Problem to work on:
Give back an exact copy of the lines below, from the first through the line with "as types and"; please stop there.

___ Entries shown

/// Type-expression parsing methods.
///
/// This chunk parses Go type expressions:
/// - Named types (`int`, `pkg.T`, `G[A, B]`)
/// - Pointer, slice, array, map and channel types
/// - Function signatures (parameter names are discarded)
/// - Struct and interface literals
///
/// ## Notes
/// - `G[x]` is only read as a generic instantiation when the bracket contents parse as types and
///   no type follows the closing `]`; otherwise `x [N]T` is a name followed by an array type.
impl<'a> Parser<'a> {
    // ========================================================================
    // Types
    // ========================================================================

    /// Return `true` if the current token can begin a type expression.
    fn starts_type(&self) -> bool {
        match &self.peek().kind {
            TokenKind::Ident(_) => true,
            TokenKind::Keyword(id) => matches!(
                id,
                KeywordId::Map | KeywordId::Chan | KeywordId::Func | KeywordId::Struct | KeywordId::Interface
            ),
            TokenKind::Operator(id) => matches!(id, OperatorId::Star | OperatorId::Arrow),
            TokenKind::Punctuation(id) => matches!(id, PunctuationId::LBracket | PunctuationId::LParen),
            _ => false,
        }
    }

    fn type_expr(&mut self) -> Result<TypeExpr, SyntaxError> {
        let kind = self.peek().kind.clone();
        match kind {
            TokenKind::Ident(_) => self.named_type(),
            TokenKind::Operator(OperatorId::Star) => {
                self.advance();
                Ok(TypeExpr::Pointer(Box::new(self.type_expr()?)))
            }
            TokenKind::Operator(OperatorId::Arrow) => {
                self.advance();
                self.expect_keyword(KeywordId::Chan, "expected 'chan' after '<-'")?;
                Ok(TypeExpr::Chan {
                    dir: ChanDir::Recv,
                    elem: Box::new(self.type_expr()?),
                })
            }
            TokenKind::Punctuation(PunctuationId::LBracket) => {
                self.advance();
                if self.match_punct(PunctuationId::RBracket) {
                    return Ok(TypeExpr::Slice(Box::new(self.type_expr()?)));
                }
                let len = self.array_len()?;
                self.expect_punct(PunctuationId::RBracket, "expected ']' after array length")?;
                Ok(TypeExpr::Array {
                    len,
                    elem: Box::new(self.type_expr()?),
                })
            }
            TokenKind::Punctuation(PunctuationId::LParen) => {
                self.advance();
                let inner = self.type_expr()?;
                self.expect_punct(PunctuationId::RParen, "expected ')' after type")?;
                Ok(inner)
            }
            TokenKind::Keyword(KeywordId::Map) => {
                self.advance();
                self.expect_punct(PunctuationId::LBracket, "expected '[' after 'map'")?;
                let key = self.type_expr()?;
                self.expect_punct(PunctuationId::RBracket, "expected ']' after map key")?;
                let value = self.type_expr()?;
                Ok(TypeExpr::Map {
                    key: Box::new(key),
                    value: Box::new(value),
                })
            }
            TokenKind::Keyword(KeywordId::Chan) => {
                self.advance();
                let dir = if self.match_op(OperatorId::Arrow) {
                    ChanDir::Send
                } else {
                    ChanDir::Both
                };
                Ok(TypeExpr::Chan {
                    dir,
                    elem: Box::new(self.type_expr()?),
                })
            }
            TokenKind::Keyword(KeywordId::Func) => {
                self.advance();
                Ok(TypeExpr::Func(self.signature()?))
            }
            TokenKind::Keyword(KeywordId::Struct) => Ok(TypeExpr::Struct(self.struct_type()?)),
            TokenKind::Keyword(KeywordId::Interface) => Ok(TypeExpr::Interface(self.interface_type()?)),
            _ => Err(self.error_here("expected type")),
        }
    }

    fn named_type(&mut self) -> Result<TypeExpr, SyntaxError> {
        let first = self.identifier()?.node;
        let (package, name) = if self.match_punct(PunctuationId::Dot) {
            (Some(first), self.identifier()?.node)
        } else {
            (None, first)
        };
        let args = self.try_type_args().unwrap_or_default();
        Ok(TypeExpr::Named { package, name, args })
    }

    /// Speculatively parse `[A, B]` after a type name, restoring the position on failure.
    fn try_type_args(&mut self) -> Option<Vec<TypeExpr>> {
        if !self.check_punct(PunctuationId::LBracket) || self.peek_at(1).kind.is_punctuation(PunctuationId::RBracket) {
            return None;
        }
        let saved = self.pos;
        let parsed = (|| {
            self.advance();
            let mut args = vec![self.type_expr()?];
            while self.match_punct(PunctuationId::Comma) {
                if self.check_punct(PunctuationId::RBracket) {
                    break;
                }
                args.push(self.type_expr()?);
            }
            self.expect_punct(PunctuationId::RBracket, "expected ']' after type arguments")?;
            Ok::<_, SyntaxError>(args)
        })();
        match parsed {
            Ok(args) if !self.starts_type() => Some(args),
            _ => {
                self.pos = saved;
                None
            }
        }
    }

    /// Array length tokens up to the matching `]`, kept as written.
    fn array_len(&mut self) -> Result<String, SyntaxError> {
        let mut depth = 0usize;
        let mut text = String::new();
        loop {
            let tok = self.peek();
            match &tok.kind {
                TokenKind::Eof | TokenKind::Newline => return Err(self.error_here("unterminated array length")),
                TokenKind::Punctuation(PunctuationId::RBracket) if depth == 0 => break,
                TokenKind::Punctuation(PunctuationId::LBracket | PunctuationId::LParen) => depth += 1,
                TokenKind::Punctuation(PunctuationId::RBracket | PunctuationId::RParen) => {
                    depth = depth.saturating_sub(1)
                }
                _ => {}
            }
            text.push_str(&tok.spelling());
            self.advance();
        }
        if text.is_empty() {
            return Err(self.error_here("expected array length"));
        }
        Ok(text)
    }

    // ========================================================================
    // Signatures
    // ========================================================================

    /// `(params) results` after `func` or a method name.
    fn signature(&mut self) -> Result<FuncType, SyntaxError> {
        let (params, variadic) = self.parameters()?;
        let results = if self.check_punct(PunctuationId::LParen) {
            self.parameters()?.0
        } else if self.starts_type() {
            vec![self.type_expr()?]
        } else {
            Vec::new()
        };
        Ok(FuncType {
            params,
            results,
            variadic,
        })
    }

    /// Parameter types of `( ... )`; names are resolved away.
    fn parameters(&mut self) -> Result<(Vec<TypeExpr>, bool), SyntaxError> {
        self.expect_punct(PunctuationId::LParen, "expected '('")?;

        // (has a name, type, variadic)
        let mut entries: Vec<(bool, TypeExpr, bool)> = Vec::new();
        loop {
            if self.match_punct(PunctuationId::RParen) {
                break;
            }
            entries.push(self.parameter_entry()?);
            if !self.match_punct(PunctuationId::Comma) {
                self.expect_punct(PunctuationId::RParen, "expected ',' or ')' in parameter list")?;
                break;
            }
        }

        let variadic = entries.last().is_some_and(|e| e.2);
        if !entries.iter().any(|e| e.0) {
            return Ok((entries.into_iter().map(|e| e.1).collect(), variadic));
        }

        // `(a, b int, c string)`: bare entries are names sharing the next declared type.
        let mut types = Vec::with_capacity(entries.len());
        let mut current: Option<TypeExpr> = None;
        for (named, ty, _) in entries.into_iter().rev() {
            if named {
                current = Some(ty.clone());
                types.push(ty);
            } else {
                match &current {
                    Some(shared) => types.push(shared.clone()),
                    None => return Err(self.error_here("mixed named and unnamed parameters")),
                }
            }
        }
        types.reverse();
        Ok((types, variadic))
    }

    fn parameter_entry(&mut self) -> Result<(bool, TypeExpr, bool), SyntaxError> {
        if self.match_punct(PunctuationId::Ellipsis) {
            return Ok((false, self.type_expr()?, true));
        }
        let first = self.type_expr()?;
        if self.check_punct(PunctuationId::Comma) || self.check_punct(PunctuationId::RParen) {
            return Ok((false, first, false));
        }
        if first.local_name().is_none() {
            return Err(self.error_here("expected ',' or ')' after parameter"));
        }
        let variadic = self.match_punct(PunctuationId::Ellipsis);
        Ok((true, self.type_expr()?, variadic))
    }

    // ========================================================================
    // Struct and interface literals
    // ========================================================================

    fn struct_type(&mut self) -> Result<StructType, SyntaxError> {
        self.expect_keyword(KeywordId::Struct, "expected 'struct'")?;
        self.expect_punct(PunctuationId::LBrace, "expected '{' after 'struct'")?;
        let mut fields = Vec::new();
        loop {
            self.skip_terminators();
            if self.match_punct(PunctuationId::RBrace) {
                break;
            }
            fields.push(self.field_decl()?);
            self.expect_terminator()?;
        }
        Ok(StructType { fields })
    }

    fn field_decl(&mut self) -> Result<Spanned<FieldDecl>, SyntaxError> {
        let start = self.current_span();
        let names = if self.is_embedded_field() {
            Vec::new()
        } else {
            let mut names = vec![self.identifier()?.node];
            while self.match_punct(PunctuationId::Comma) {
                names.push(self.identifier()?.node);
            }
            names
        };
        let ty = self.type_expr()?;
        if names.is_empty() && ty.embedded_name().is_none() {
            return Err(SyntaxError::parse(
                "embedded field must be a type name or pointer to a type name",
                start.merge(self.previous_span()),
            ));
        }

        let tag = match &self.peek().kind {
            TokenKind::String(raw) | TokenKind::RawString(raw) => {
                let raw = raw.clone();
                self.advance();
                Some(raw)
            }
            _ => None,
        };

        Ok(Spanned::new(FieldDecl { names, ty, tag }, start.merge(self.previous_span())))
    }

    /// Decide between `Name Type` and an embedded `T`, `*T`, `pkg.T` or `G[A]`.
    fn is_embedded_field(&mut self) -> bool {
        if self.check_op(OperatorId::Star) {
            return true;
        }
        if !matches!(self.peek().kind, TokenKind::Ident(_)) {
            return false;
        }
        let next = &self.peek_at(1).kind;
        if next.is_punctuation(PunctuationId::Dot) || self.field_ends_at(1) {
            return true;
        }
        if !next.is_punctuation(PunctuationId::LBracket) {
            return false;
        }

        let saved = self.pos;
        let embedded = match self.named_type() {
            Ok(TypeExpr::Named { args, .. }) => !args.is_empty() && self.field_ends_at(0),
            _ => false,
        };
        self.pos = saved;
        embedded
    }

    /// The token at `offset` ends a field declaration (terminator, `}` or a tag).
    fn field_ends_at(&self, offset: usize) -> bool {
        let kind = &self.peek_at(offset).kind;
        kind.is_terminator() || kind.is_punctuation(PunctuationId::RBrace) || kind.is_string()
    }

    fn interface_type(&mut self) -> Result<InterfaceType, SyntaxError> {
        self.expect_keyword(KeywordId::Interface, "expected 'interface'")?;
        self.expect_punct(PunctuationId::LBrace, "expected '{' after 'interface'")?;
        let mut elements = Vec::new();
        loop {
            self.skip_terminators();
            if self.match_punct(PunctuationId::RBrace) {
                break;
            }
            let is_method = matches!(self.peek().kind, TokenKind::Ident(_))
                && self.peek_at(1).kind.is_punctuation(PunctuationId::LParen);
            if is_method {
                let name = self.identifier()?.node;
                let sig = self.signature()?;
                elements.push(InterfaceElem::Method { name, sig });
            } else {
                elements.push(InterfaceElem::Union(self.union_terms()?));
            }
            self.expect_terminator()?;
        }
        Ok(InterfaceType { elements })
    }

    /// `~int | ~string | fmt.Stringer`
    fn union_terms(&mut self) -> Result<Vec<UnionTerm>, SyntaxError> {
        let mut terms = Vec::new();
        loop {
            let tilde = self.match_op(OperatorId::Tilde);
            let ty = self.type_expr()?;
            terms.push(UnionTerm { tilde, ty });
            if !self.match_op(OperatorId::Pipe) {
                break;
            }
        }
        Ok(terms)
    }
}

______

Answer space:
/// Type-expression parsing methods.
///
/// This chunk parses Go type expressions:
/// - Named types (`int`, `pkg.T`, `G[A, B]`)
/// - Pointer, slice, array, map and channel types
/// - Function signatures (parameter names are discarded)
/// - Struct and interface literals
///
/// ## Notes
/// - `G[x]` is only read as a generic instantiation when the bracket contents parse as types and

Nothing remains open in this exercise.